Principal Finance Director of the Scottish Office
- In office 1992–1996

Personal details
- Born: Eileen Alison Mackay 7 July 1943 (age 82) Helmsdale, Sutherland, Scotland
- Spouse: Muir Russell
- Education: University of Edinburgh
- Occupation: Civil servant

= Eileen Mackay =

Scottish civil servant

Eileen Alison Mackay is a Scottish civil servant who worked in the Scottish Office, especially as their Principal Finance Director from 1992 until her retirement in 1996. Since then, she has worked in non-executive roles in the non-profit sector, including for the British Library, Royal Bank of Scotland, and Scottish Enterprise and in the courts of the University of Edinburgh and the University of the Highlands and Islands.

==Biography==
Eileen Alison Mackay, the daughter of Alison Jack (née Ross) and Alexander William Mackay, was born on 7 July 1943 in Helmsdale, a village in eastern Sutherland where she was later raised. She was educated at Dingwall Academy and the University of Edinburgh, where she obtained her MA Honours degree in geography.

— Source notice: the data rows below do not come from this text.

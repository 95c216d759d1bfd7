use std::sync::Arc;

use axum::{
    extract::{OriginalUri, Path, Query, State},
    http::Method,
    routing::{get, on, patch, post},
    Extension, Json, Router,
};
use chrono::NaiveDate;
use donation::{
    client::NewSchedule,
    lifecycle::ScheduleEdit,
    slots::SlotAvailability,
};
use model::{
    blood_bank::BloodBank,
    schedule::{Donation, DonationSchedule},
    WithId,
};
use serde::Deserialize;
use utility::id::Id;

use crate::{
    common::{
        route_not_found, schema, HateoasResult, RouteErrorResponse, VecResponse,
        METHOD_FILTER_ALL,
    },
    hateoas,
    middleware::base_url::{base_url_middleware, BaseUrl},
    WebState,
};

macro_rules! resource {
    ($($arg:tt)*) => {
        crate::api::v1::resource!("/schedules{}", format_args!($($arg)*))
    };
}
pub(crate) use resource;

pub(crate) fn routes(state: WebState) -> Router {
    Router::new()
        .route("/schema", get(schema::<DonationSchedule>))
        .route("/time-slots/availability", get(availability))
        .route("/:id/confirm", patch(confirm))
        .route("/:id/cancel", patch(cancel))
        .route("/:id/complete", patch(complete))
        .route("/:id", get(get_schedule).patch(edit))
        .route("/", post(create).get(get_schedules))
        .layer(axum::middleware::from_fn(base_url_middleware))
        .with_state(state)
        .fallback_service(on(METHOD_FILTER_ALL, route_not_found))
}

#[derive(Debug, Deserialize)]
#[serde(rename_all = "camelCase")]
struct ScheduleListQuery {
    blood_bank_id: Id<BloodBank>,
    date: NaiveDate,
}

#[derive(Debug, Deserialize)]
#[serde(rename_all = "camelCase")]
struct AvailabilityQuery {
    blood_bank_id: Id<BloodBank>,
    date: NaiveDate,
}

#[derive(Debug, Deserialize)]
#[serde(rename_all = "camelCase")]
struct CancelBody {
    reason: Option<String>,
}

#[derive(Debug, Deserialize)]
#[serde(rename_all = "camelCase")]
struct CompleteBody {
    donation_id: Id<Donation>,
}

async fn create(
    OriginalUri(original_uri): OriginalUri,
    State(WebState {
        coordination_client,
    }): State<WebState>,
    Extension(base_url): Extension<Arc<BaseUrl>>,
    Json(request): Json<NewSchedule>,
) -> HateoasResult<DonationSchedule> {
    coordination_client
        .create_schedule(request)
        .await
        .map(|schedule| schedule_hateoas(schedule, base_url.clone()).json())
        .map_err(|why| {
            RouteErrorResponse::from(why)
                .with_method(&Method::POST)
                .with_uri(original_uri.path())
        })
}

async fn get_schedules(
    OriginalUri(original_uri): OriginalUri,
    State(WebState {
        coordination_client,
    }): State<WebState>,
    Query(params): Query<ScheduleListQuery>,
    Extension(base_url): Extension<Arc<BaseUrl>>,
) -> HateoasResult<VecResponse<hateoas::Response<DonationSchedule>>> {
    coordination_client
        .schedules_for(&params.blood_bank_id, params.date)
        .await
        .map(|schedules| {
            let schedules = schedules
                .into_iter()
                .map(|schedule| schedule_hateoas(schedule, base_url.clone()))
                .collect::<Vec<_>>();
            VecResponse::non_paginated(schedules).hateoas().json()
        })
        .map_err(|why| {
            RouteErrorResponse::from(why)
                .with_method(&Method::GET)
                .with_uri(original_uri.path())
        })
}

async fn get_schedule(
    OriginalUri(original_uri): OriginalUri,
    Path(id): Path<String>,
    State(WebState {
        coordination_client,
    }): State<WebState>,
    Extension(base_url): Extension<Arc<BaseUrl>>,
) -> HateoasResult<DonationSchedule> {
    coordination_client
        .get_schedule(Id::new(id))
        .await
        .map(|schedule| schedule_hateoas(schedule, base_url.clone()).json())
        .map_err(|why| {
            RouteErrorResponse::from(why)
                .with_method(&Method::GET)
                .with_uri(original_uri.path())
        })
}

async fn edit(
    OriginalUri(original_uri): OriginalUri,
    Path(id): Path<String>,
    State(WebState {
        coordination_client,
    }): State<WebState>,
    Extension(base_url): Extension<Arc<BaseUrl>>,
    Json(request): Json<ScheduleEdit>,
) -> HateoasResult<DonationSchedule> {
    coordination_client
        .edit_schedule(Id::new(id), request)
        .await
        .map(|schedule| schedule_hateoas(schedule, base_url.clone()).json())
        .map_err(|why| {
            RouteErrorResponse::from(why)
                .with_method(&Method::PATCH)
                .with_uri(original_uri.path())
        })
}

async fn confirm(
    OriginalUri(original_uri): OriginalUri,
    Path(id): Path<String>,
    State(WebState {
        coordination_client,
    }): State<WebState>,
    Extension(base_url): Extension<Arc<BaseUrl>>,
) -> HateoasResult<DonationSchedule> {
    coordination_client
        .confirm_schedule(Id::new(id))
        .await
        .map(|schedule| schedule_hateoas(schedule, base_url.clone()).json())
        .map_err(|why| {
            RouteErrorResponse::from(why)
                .with_method(&Method::PATCH)
                .with_uri(original_uri.path())
        })
}

async fn cancel(
    OriginalUri(original_uri): OriginalUri,
    Path(id): Path<String>,
    State(WebState {
        coordination_client,
    }): State<WebState>,
    Extension(base_url): Extension<Arc<BaseUrl>>,
    Json(body): Json<CancelBody>,
) -> HateoasResult<DonationSchedule> {
    coordination_client
        .cancel_schedule(Id::new(id), body.reason)
        .await
        .map(|schedule| schedule_hateoas(schedule, base_url.clone()).json())
        .map_err(|why| {
            RouteErrorResponse::from(why)
                .with_method(&Method::PATCH)
                .with_uri(original_uri.path())
        })
}

async fn complete(
    OriginalUri(original_uri): OriginalUri,
    Path(id): Path<String>,
    State(WebState {
        coordination_client,
    }): State<WebState>,
    Extension(base_url): Extension<Arc<BaseUrl>>,
    Json(body): Json<CompleteBody>,
) -> HateoasResult<DonationSchedule> {
    coordination_client
        .complete_schedule(Id::new(id), body.donation_id)
        .await
        .map(|schedule| schedule_hateoas(schedule, base_url.clone()).json())
        .map_err(|why| {
            RouteErrorResponse::from(why)
                .with_method(&Method::PATCH)
                .with_uri(original_uri.path())
        })
}

async fn availability(
    OriginalUri(original_uri): OriginalUri,
    State(WebState {
        coordination_client,
    }): State<WebState>,
    Query(params): Query<AvailabilityQuery>,
    Extension(base_url): Extension<Arc<BaseUrl>>,
) -> HateoasResult<VecResponse<SlotAvailability>> {
    coordination_client
        .slot_availability(&params.blood_bank_id, params.date)
        .await
        .map(|slots| {
            hateoas::Response::builder(
                VecResponse::non_paginated(slots),
                base_url,
            )
            .link(
                "self",
                resource!(
                    "/time-slots/availability?bloodBankId={}&date={}",
                    params.blood_bank_id.raw(),
                    params.date
                ),
            )
            .build()
            .json()
        })
        .map_err(|why| {
            RouteErrorResponse::from(why)
                .with_method(&Method::GET)
                .with_uri(original_uri.path())
        })
}

fn schedule_hateoas(
    schedule: WithId<DonationSchedule>,
    base_url: Arc<BaseUrl>,
) -> hateoas::Response<DonationSchedule> {
    let id = schedule.id.raw();
    let terminal = schedule.content.status.is_terminal();
    let bank = schedule.content.blood_bank.id.raw();
    let date = schedule.content.scheduled_date;
    hateoas::Response::builder(schedule.content, base_url)
        .link("self", resource!("/{}", id))
        .link_option(
            "confirm",
            (!terminal).then(|| resource!("/{}/confirm", id)),
        )
        .link_option(
            "cancel",
            (!terminal).then(|| resource!("/{}/cancel", id)),
        )
        .link(
            "availability",
            resource!(
                "/time-slots/availability?bloodBankId={}&date={}",
                bank,
                date
            ),
        )
        .build()
}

In 1965, she started working as a civil servant for Her Majesty's Government. With the exception of a start at the Ministry of Labour and a five-years period at the Cabinet Office and HM Treasury (1978-1983), she mainly worked at the Scottish Office. She served Under-Secretary for Housing in Scotland, and by the time of her retirement in 1996, she had been Principal Finance Director of the Scottish Office since 1992.

Mackay later began working in non-executive roles in the non-profit sector. She was part of the Royal Bank of Scotland and the Edinburgh Investment Trust boards of directors from 1996 until 2005. She has also been a board member for the British Library, Scottish Enterprise Lothian and Edinburgh, and Scottish Screen, a non-executive director of Moray Firth Maltings, a trustee for the Carnegie Trust for the Universities of Scotland, and chair of the David Hume Institute.

From 2009 until 2017, she was an independent member of the University of the Highlands and Islands (UHI) Court, where she also chaired the remuneration committee. In 2018, the UHI awarded her their first honorary doctorate. She has also served as part of the University of Edinburgh Court.

She was made Companion of the Order of the Bath at the 1996 Birthday Honours. She was elected Fellow of the Royal Society of Edinburgh in 2002. She is also a Fellow of the Chartered Banker Institute, Fellow of the Royal Scottish Geographical Society, and Fellow of the Royal Society of Arts.

She is the wife of civil servant Muir Russell.